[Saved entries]
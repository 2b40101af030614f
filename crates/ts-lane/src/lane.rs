//! `Lane` — an ordered queue of vehicles behind one traffic light.
//!
//! # Queues
//!
//! | Queue     | Order            | Contents                                  |
//! |-----------|------------------|-------------------------------------------|
//! | `pending` | by arrival tick  | generated up front, not yet arrived       |
//! | `active`  | by arrival tick  | waiting at the light; front departs first |
//! | `passed`  | by departure     | departed, kept for final statistics       |
//!
//! Departures are strictly FIFO, so `passed` is also ordered by arrival.
//! Both properties let [`Lane::arrivals_within`] scan newest-first and stop
//! at the first vehicle outside the lookback window.

use std::collections::VecDeque;

use ts_core::{FrustrationFn, LaneId, LaneRng, RateFn, SimClock, Tick, VehicleId};

use crate::{LaneError, LaneResult, Vehicle};

// ── LaneArrivals ──────────────────────────────────────────────────────────────

/// How vehicles reach a lane.  Fixed for the lifetime of the lane.
#[derive(Clone, Debug, PartialEq)]
#[cfg_attr(feature = "serde", derive(serde::Serialize, serde::Deserialize))]
pub enum LaneArrivals {
    /// Vehicles are generated before the run and wait in `pending`.
    Prepopulated,
    /// Each tick, `Poisson(rate(hour) · step / ticks_per_minute)` vehicles
    /// arrive directly into `active`.
    RateDriven(RateFn),
}

// ── Lane ──────────────────────────────────────────────────────────────────────

#[derive(Clone, Debug)]
pub struct Lane {
    pub id: LaneId,

    arrivals: LaneArrivals,
    frustration_fn: FrustrationFn,

    pending: VecDeque<Vehicle>,
    active: VecDeque<Vehicle>,
    passed: Vec<Vehicle>,

    is_green: bool,
    /// Tick the light last turned green.  `None` = never (−∞).
    active_since: Option<Tick>,
    /// Tick the light last turned red.  `None` = never.
    last_red: Option<Tick>,
    /// Tick of the last departure.  `None` = never (−∞).
    last_exit: Option<Tick>,

    /// Target green duration in ticks.  Written by adaptive strategies.
    pub wait_time: u64,
    /// Latest arrival-rate estimate (vehicles/minute), if a strategy made one.
    pub rate_estimate: Option<f64>,

    /// Vehicles ever assigned to this lane (pending + active + passed).
    total_assigned: usize,
}

impl Lane {
    pub fn new(id: LaneId, arrivals: LaneArrivals, frustration_fn: FrustrationFn) -> Self {
        Self {
            id,
            arrivals,
            frustration_fn,
            pending: VecDeque::new(),
            active: VecDeque::new(),
            passed: Vec::new(),
            is_green: false,
            active_since: None,
            last_red: None,
            last_exit: None,
            wait_time: 0,
            rate_estimate: None,
            total_assigned: 0,
        }
    }

    pub fn prepopulated(id: LaneId, frustration_fn: FrustrationFn) -> Self {
        Self::new(id, LaneArrivals::Prepopulated, frustration_fn)
    }

    pub fn rate_driven(id: LaneId, rate: RateFn, frustration_fn: FrustrationFn) -> Self {
        Self::new(id, LaneArrivals::RateDriven(rate), frustration_fn)
    }

    // ── Accessors ─────────────────────────────────────────────────────────

    #[inline]
    pub fn arrivals(&self) -> &LaneArrivals {
        &self.arrivals
    }

    #[inline]
    pub fn frustration_fn(&self) -> FrustrationFn {
        self.frustration_fn
    }

    #[inline]
    pub fn is_green(&self) -> bool {
        self.is_green
    }

    #[inline]
    pub fn active_since(&self) -> Option<Tick> {
        self.active_since
    }

    #[inline]
    pub fn last_red(&self) -> Option<Tick> {
        self.last_red
    }

    #[inline]
    pub fn last_exit(&self) -> Option<Tick> {
        self.last_exit
    }

    /// The later of the green-on tick and the last departure: the lane has
    /// released nothing since this tick.
    #[inline]
    pub fn idle_since(&self) -> Option<Tick> {
        self.active_since.max(self.last_exit)
    }

    pub fn pending(&self) -> impl Iterator<Item = &Vehicle> {
        self.pending.iter()
    }

    /// The latest-arriving vehicle still pending.
    pub fn last_pending(&self) -> Option<&Vehicle> {
        self.pending.back()
    }

    pub fn active(&self) -> impl Iterator<Item = &Vehicle> {
        self.active.iter()
    }

    pub fn passed(&self) -> &[Vehicle] {
        &self.passed
    }

    #[inline]
    pub fn num_pending(&self) -> usize {
        self.pending.len()
    }

    #[inline]
    pub fn num_active(&self) -> usize {
        self.active.len()
    }

    #[inline]
    pub fn num_passed(&self) -> usize {
        self.passed.len()
    }

    #[inline]
    pub fn total_assigned(&self) -> usize {
        self.total_assigned
    }

    // ── Aggregate metrics ─────────────────────────────────────────────────

    pub fn active_frustration(&self, clock: &SimClock) -> f64 {
        self.active.iter().map(|v| v.frustration(clock)).sum()
    }

    pub fn passed_frustration(&self, clock: &SimClock) -> f64 {
        self.passed.iter().map(|v| v.frustration(clock)).sum()
    }

    pub fn total_frustration(&self, clock: &SimClock) -> f64 {
        self.active_frustration(clock) + self.passed_frustration(clock)
    }

    /// Sum of the current waits of every queued vehicle.
    pub fn active_wait_time(&self, clock: &SimClock) -> u64 {
        self.active.iter().map(|v| v.wait(clock)).sum()
    }

    /// Vehicles (active or passed) that arrived within the last `lookback`
    /// ticks, i.e. with `now − arrival ≤ lookback`.
    pub fn arrivals_within(&self, clock: &SimClock, lookback: u64) -> usize {
        let recent = |v: &&Vehicle| clock.elapsed_since(v.arrival()) <= lookback;
        let active = self.active.iter().rev().take_while(recent).count();
        if active < self.active.len() {
            // An active vehicle is already outside the window; every passed
            // vehicle arrived even earlier.
            return active;
        }
        active + self.passed.iter().rev().take_while(recent).count()
    }

    // ── Light state ───────────────────────────────────────────────────────

    pub fn set_green(&mut self, clock: &SimClock) {
        self.is_green = true;
        self.active_since = Some(clock.now());
    }

    pub fn set_red(&mut self, clock: &SimClock) {
        self.is_green = false;
        self.last_red = Some(clock.now());
    }

    // ── Queue mutation ────────────────────────────────────────────────────

    /// Queue a pre-generated vehicle, keeping `pending` ordered by arrival.
    /// Vehicles with equal arrival ticks keep insertion order.
    pub fn add_pending(&mut self, vehicle: Vehicle) -> LaneResult<()> {
        if !matches!(self.arrivals, LaneArrivals::Prepopulated) {
            return Err(LaneError::NotPrepopulated(self.id));
        }
        let at = self.pending.partition_point(|v| v.arrival() <= vehicle.arrival());
        self.pending.insert(at, vehicle);
        self.total_assigned += 1;
        Ok(())
    }

    /// Admit every vehicle that has arrived by the current tick.
    ///
    /// Pre-populated lanes move due vehicles from `pending` to `active`;
    /// rate-driven lanes draw a Poisson count and create that many vehicles
    /// stamped with the current tick.  Returns the number admitted.
    pub fn admit(&mut self, clock: &SimClock, rng: &mut LaneRng) -> usize {
        let now = clock.now();
        match &self.arrivals {
            LaneArrivals::Prepopulated => {
                let mut admitted = 0;
                while self.pending.front().is_some_and(|v| v.arrival() <= now) {
                    if let Some(v) = self.pending.pop_front() {
                        self.active.push_back(v);
                        admitted += 1;
                    }
                }
                admitted
            }
            LaneArrivals::RateDriven(rate) => {
                let lambda = rate.per_minute(clock.hour_of_day()) * clock.step() as f64
                    / clock.ticks_per_minute();
                let count = rng.poisson(lambda) as usize;
                for _ in 0..count {
                    let id = VehicleId(self.total_assigned as u32);
                    self.active.push_back(Vehicle::new(id, now, self.frustration_fn));
                    self.total_assigned += 1;
                }
                count
            }
        }
    }

    /// Release the longest-waiting vehicle.
    ///
    /// Stamps its exit tick, moves it to `passed` and records the departure
    /// time.  Returns `Ok(None)` when nothing is queued.
    pub fn drive_one(&mut self, clock: &SimClock) -> LaneResult<Option<VehicleId>> {
        let Some(mut vehicle) = self.active.pop_front() else {
            return Ok(None);
        };
        let now = clock.now();
        if !vehicle.mark_departed(now) {
            let id = vehicle.id;
            self.active.push_front(vehicle);
            return Err(LaneError::AlreadyDeparted { lane: self.id, vehicle: id });
        }
        let id = vehicle.id;
        self.passed.push(vehicle);
        self.last_exit = Some(now);
        Ok(Some(id))
    }
}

**Task description**
What is the number of lines in the records holding "window"? Give the number alone.

**Reply to the task**
2